**TO DO**
Your job is to copy every record exactly.

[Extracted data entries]
= Beginning of Section =

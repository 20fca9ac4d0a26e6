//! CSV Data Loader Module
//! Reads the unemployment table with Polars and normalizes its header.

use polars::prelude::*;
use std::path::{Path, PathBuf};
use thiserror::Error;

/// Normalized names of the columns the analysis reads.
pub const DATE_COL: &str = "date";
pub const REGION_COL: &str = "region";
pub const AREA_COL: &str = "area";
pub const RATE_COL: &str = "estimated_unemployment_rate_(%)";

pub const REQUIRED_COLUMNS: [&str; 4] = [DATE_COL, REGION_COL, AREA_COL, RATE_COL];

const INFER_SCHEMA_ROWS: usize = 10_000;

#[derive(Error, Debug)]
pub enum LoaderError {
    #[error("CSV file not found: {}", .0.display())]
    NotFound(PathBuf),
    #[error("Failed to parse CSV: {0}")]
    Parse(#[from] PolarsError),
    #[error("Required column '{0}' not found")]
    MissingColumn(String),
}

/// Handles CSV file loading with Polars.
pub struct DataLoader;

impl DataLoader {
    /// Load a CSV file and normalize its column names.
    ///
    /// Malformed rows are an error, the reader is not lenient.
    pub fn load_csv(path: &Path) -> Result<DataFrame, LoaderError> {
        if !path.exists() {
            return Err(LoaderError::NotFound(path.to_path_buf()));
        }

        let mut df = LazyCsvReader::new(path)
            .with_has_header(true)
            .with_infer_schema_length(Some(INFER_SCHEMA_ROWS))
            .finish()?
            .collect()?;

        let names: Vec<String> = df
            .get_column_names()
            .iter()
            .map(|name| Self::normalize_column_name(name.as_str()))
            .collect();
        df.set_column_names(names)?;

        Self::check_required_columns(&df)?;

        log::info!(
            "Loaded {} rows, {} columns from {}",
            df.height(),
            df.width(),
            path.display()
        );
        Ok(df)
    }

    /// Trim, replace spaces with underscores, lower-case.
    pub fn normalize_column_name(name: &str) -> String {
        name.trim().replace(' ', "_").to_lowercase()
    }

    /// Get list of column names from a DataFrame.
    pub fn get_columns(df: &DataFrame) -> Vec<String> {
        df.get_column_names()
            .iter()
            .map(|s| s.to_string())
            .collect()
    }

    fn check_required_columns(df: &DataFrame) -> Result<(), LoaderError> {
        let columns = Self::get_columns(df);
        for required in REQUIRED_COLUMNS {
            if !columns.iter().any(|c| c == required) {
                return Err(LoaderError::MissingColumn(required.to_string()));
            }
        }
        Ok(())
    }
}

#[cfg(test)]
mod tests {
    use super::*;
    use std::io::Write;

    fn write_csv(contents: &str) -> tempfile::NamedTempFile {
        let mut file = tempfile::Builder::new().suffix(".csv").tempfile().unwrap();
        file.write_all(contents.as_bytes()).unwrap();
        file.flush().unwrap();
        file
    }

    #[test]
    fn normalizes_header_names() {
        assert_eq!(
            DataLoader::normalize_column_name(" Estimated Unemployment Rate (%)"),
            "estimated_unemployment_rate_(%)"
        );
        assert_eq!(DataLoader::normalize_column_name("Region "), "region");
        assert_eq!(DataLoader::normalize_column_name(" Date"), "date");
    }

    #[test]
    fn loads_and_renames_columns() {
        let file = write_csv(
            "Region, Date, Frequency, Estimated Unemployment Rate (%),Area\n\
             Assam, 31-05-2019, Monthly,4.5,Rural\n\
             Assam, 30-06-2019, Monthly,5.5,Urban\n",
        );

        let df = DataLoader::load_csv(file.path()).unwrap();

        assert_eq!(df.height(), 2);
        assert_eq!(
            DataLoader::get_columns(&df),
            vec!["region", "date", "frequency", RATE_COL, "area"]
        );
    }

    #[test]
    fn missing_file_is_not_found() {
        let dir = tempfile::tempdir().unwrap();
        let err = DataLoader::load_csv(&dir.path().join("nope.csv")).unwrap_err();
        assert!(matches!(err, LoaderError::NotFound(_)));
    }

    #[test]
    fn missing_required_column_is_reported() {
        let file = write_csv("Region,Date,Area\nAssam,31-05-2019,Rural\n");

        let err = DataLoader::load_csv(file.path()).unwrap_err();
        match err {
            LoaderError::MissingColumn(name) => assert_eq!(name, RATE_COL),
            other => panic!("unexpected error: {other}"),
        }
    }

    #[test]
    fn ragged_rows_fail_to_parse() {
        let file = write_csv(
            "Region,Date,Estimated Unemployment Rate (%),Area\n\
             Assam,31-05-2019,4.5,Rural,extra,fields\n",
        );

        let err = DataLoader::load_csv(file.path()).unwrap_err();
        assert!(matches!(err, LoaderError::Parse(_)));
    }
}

= End of Section =

**REPLY TO THE TASK**
repository 20fca9ac4d0a26e6
//! CSV Data Loader Module
//! Reads the unemployment table with Polars and normalizes its header.

use polars::prelude::*;
use std::path::{Path, PathBuf};
use thiserror::Error;

/// Normalized names of the columns the analysis reads.
pub const DATE_COL: &str = "date";
pub const REGION_COL: &str = "region";
pub const AREA_COL: &str = "area";
pub const RATE_COL: &str = "estimated_unemployment_rate_(%)";

pub const REQUIRED_COLUMNS: [&str; 4] = [DATE_COL, REGION_COL, AREA_COL, RATE_COL];

const INFER_SCHEMA_ROWS: usize = 10_000;

#[derive(Error, Debug)]
pub enum LoaderError {
    #[error("CSV file not found: {}", .0.display())]
    NotFound(PathBuf),
    #[error("Failed to parse CSV: {0}")]
    Parse(#[from] PolarsError),
    #[error("Required column '{0}' not found")]
    MissingColumn(String),
}

/// Handles CSV file loading with Polars.
pub struct DataLoader;

impl DataLoader {
    /// Load a CSV file and normalize its column names.
    ///
    /// Malformed rows are an error, the reader is not lenient.
    pub fn load_csv(path: &Path) -> Result<DataFrame, LoaderError> {
        if !path.exists() {
            return Err(LoaderError::NotFound(path.to_path_buf()));
        }

        let mut df = LazyCsvReader::new(path)
            .with_has_header(true)
            .with_infer_schema_length(Some(INFER_SCHEMA_ROWS))
            .finish()?
            .collect()?;

        let names: Vec<String> = df
            .get_column_names()
            .iter()
            .map(|name| Self::normalize_column_name(name.as_str()))
            .collect();
        df.set_column_names(names)?;

        Self::check_required_columns(&df)?;

        log::info!(
            "Loaded {} rows, {} columns from {}",
            df.height(),
            df.width(),
            path.display()
        );
        Ok(df)
    }

    /// Trim, replace spaces with underscores, lower-case.
    pub fn normalize_column_name(name: &str) -> String {
        name.trim().replace(' ', "_").to_lowercase()
    }

    /// Get list of column names from a DataFrame.
    pub fn get_columns(df: &DataFrame) -> Vec<String> {
        df.get_column_names()
            .iter()
            .map(|s| s.to_string())
            .collect()
    }

    fn check_required_columns(df: &DataFrame) -> Result<(), LoaderError> {
        let columns = Self::get_columns(df);
        for required in REQUIRED_COLUMNS {
            if !columns.iter().any(|c| c == required) {
                return Err(LoaderError::MissingColumn(required.to_string()));
            }
        }
        Ok(())
    }
}

#[cfg(test)]
mod tests {
    use super::*;
    use std::io::Write;

    fn write_csv(contents: &str) -> tempfile::NamedTempFile {
        let mut file = tempfile::Builder::new().suffix(".csv").tempfile().unwrap();
        file.write_all(contents.as_bytes()).unwrap();
        file.flush().unwrap();
        file
    }

    #[test]
    fn normalizes_header_names() {
        assert_eq!(
            DataLoader::normalize_column_name(" Estimated Unemployment Rate (%)"),
            "estimated_unemployment_rate_(%)"
        );
        assert_eq!(DataLoader::normalize_column_name("Region "), "region");
        assert_eq!(DataLoader::normalize_column_name(" Date"), "date");
    }

    #[test]
    fn loads_and_renames_columns() {
        let file = write_csv(
            "Region, Date, Frequency, Estimated Unemployment Rate (%),Area\n\
             Assam, 31-05-2019, Monthly,4.5,Rural\n\
             Assam, 30-06-2019, Monthly,5.5,Urban\n",
        );

        let df = DataLoader::load_csv(file.path()).unwrap();

        assert_eq!(df.height(), 2);
        assert_eq!(
            DataLoader::get_columns(&df),
            vec!["region", "date", "frequency", RATE_COL, "area"]
        );
    }

    #[test]
    fn missing_file_is_not_found() {
        let dir = tempfile::tempdir().unwrap();
        let err = DataLoader::load_csv(&dir.path().join("nope.csv")).unwrap_err();
        assert!(matches!(err, LoaderError::NotFound(_)));
    }

    #[test]
    fn missing_required_column_is_reported() {
        let file = write_csv("Region,Date,Area\nAssam,31-05-2019,Rural\n");

        let err = DataLoader::load_csv(file.path()).unwrap_err();
        match err {
            LoaderError::MissingColumn(name) => assert_eq!(name, RATE_COL),
            other => panic!("unexpected error: {other}"),
        }
    }

    #[test]
    fn ragged_rows_fail_to_parse() {
        let file = write_csv(
            "Region,Date,Estimated Unemployment Rate (%),Area\n\
             Assam,31-05-2019,4.5,Rural,extra,fields\n",
        );

        let err = DataLoader::load_csv(file.path()).unwrap_err();
        assert!(matches!(err, LoaderError::Parse(_)));
    }
}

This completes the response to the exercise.